Fault-Resilience for Bandwidth Management in Industrial Software-Defined Networks

Abstract

Industrial Cyber-Physical Systems (ICPS) expect assurances of timely delivery of data even during the occurrence of distinct faults. It is a challenge to manage the required bandwidth by providing resilience to link failures and dynamically changing bandwidth requirements. In this paper, we address the aforementioned challenge by exploring Software-Defined Networks (SDN). We present a framework coined SDN-RMbw (Software-Defined Networking Resilience Management for Bandwidth), which is a contract-based framework, where the components are bound to bandwidth contracts and a resilience manager. The bandwidth contracts state the bandwidth requirements of traffic flows. With each such contract, a monitor is associated, which is responsible to detect two events, run-time changes and link failures. Directly after receiving the event trigger reports from the monitor, new routes are calculated by a path-finding algorithm. Based on newly calculated routes, an observer detects whether the contract requirements are still satisfied, or the contract gets violated (termed as fault). To provide resilience to such faults in the network, a resilience manager integrated with control logic decides and executes a suitable response strategy. The proposed SDN-based framework aims at providing fault-resilience as well as adapting to different network-state changes.
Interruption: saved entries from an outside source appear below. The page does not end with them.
// This library is free software: you can redistribute it and/or modify
// it under the terms of the GNU General Public License as published by
// the Free Software Foundation, either version 3 of the License, or
// (at your option) any later version.
//
// This library is distributed in the hope that it will be useful,
// but WITHOUT ANY WARRANTY; without even the implied warranty of
// MERCHANTABILITY or FITNESS FOR A PARTICULAR PURPOSE.  See the
// GNU General Public License for more details.
//
// You should have received a copy of the GNU General Public License
// along with this library.  If not, see <http://www.gnu.org/licenses/>.

//! Four digits on one set of segment lines.
//!
//! Only one digit enable line is high at a time. Each [`Multiplexer::step`]
//! moves on to the next position and puts its code on the segment lines;
//! scanning fast enough makes all four look lit at once.

use embedded_hal::digital::{OutputPin, PinState};

use crate::glyph::BLANK;

pub const DIGIT_COUNT: usize = 4;
pub const SEGMENT_COUNT: usize = 8;

pub struct Multiplexer<P> {
    digits: [P; DIGIT_COUNT],
    segments: [P; SEGMENT_COUNT],
    codes: [u8; DIGIT_COUNT],
    selected: usize,
}

impl<P: OutputPin> Multiplexer<P> {
    /// Takes the digit enable lines left to right and the segment lines by
    /// code bit. Nothing is driven until the first step.
    pub fn new(digits: [P; DIGIT_COUNT], segments: [P; SEGMENT_COUNT]) -> Self {
        Self {
            digits,
            segments,
            codes: [BLANK; DIGIT_COUNT],
            selected: 0,
        }
    }

    /// Replace the codes shown from the next step on.
    pub fn set_codes(&mut self, codes: [u8; DIGIT_COUNT]) {
        self.codes = codes;
    }

    /// Position lit by the most recent step.
    pub fn selected(&self) -> usize {
        self.selected
    }

    /// Switch the lit digit to the next position.
    pub fn step(&mut self) -> Result<(), P::Error> {
        self.blank()?;
        self.selected = (self.selected + 1) % DIGIT_COUNT;
        let code = self.codes[self.selected];
        self.digits[self.selected].set_high()?;
        self.write_segments(code)
    }

    /// Turn every digit off. The selector stays where it is.
    pub fn blank(&mut self) -> Result<(), P::Error> {
        for digit in &mut self.digits {
            digit.set_low()?;
        }
        Ok(())
    }

    /// Drive every line low and give the pins back.
    pub fn shutdown(mut self) -> Result<([P; DIGIT_COUNT], [P; SEGMENT_COUNT]), P::Error> {
        self.blank()?;
        for segment in &mut self.segments {
            segment.set_low()?;
        }
        Ok((self.digits, self.segments))
    }

    fn write_segments(&mut self, code: u8) -> Result<(), P::Error> {
        let mut bits = code;
        for segment in &mut self.segments {
            segment.set_state(PinState::from(bits & 1 == 1))?;
            bits >>= 1;
        }
        Ok(())
    }
}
The proposed framework is evaluated using a Ryu SDN controller on a hardware testbed. Our results show that the proposed framework provides enhanced network resilience as compared to baseline mechanisms and improves the success rate up to 21% and bandwidth up to 111 Mbps under distinct network scenarios. Furthermore, extensive experimental emulations on the Mininet tool depicts the scalability of the proposed framework.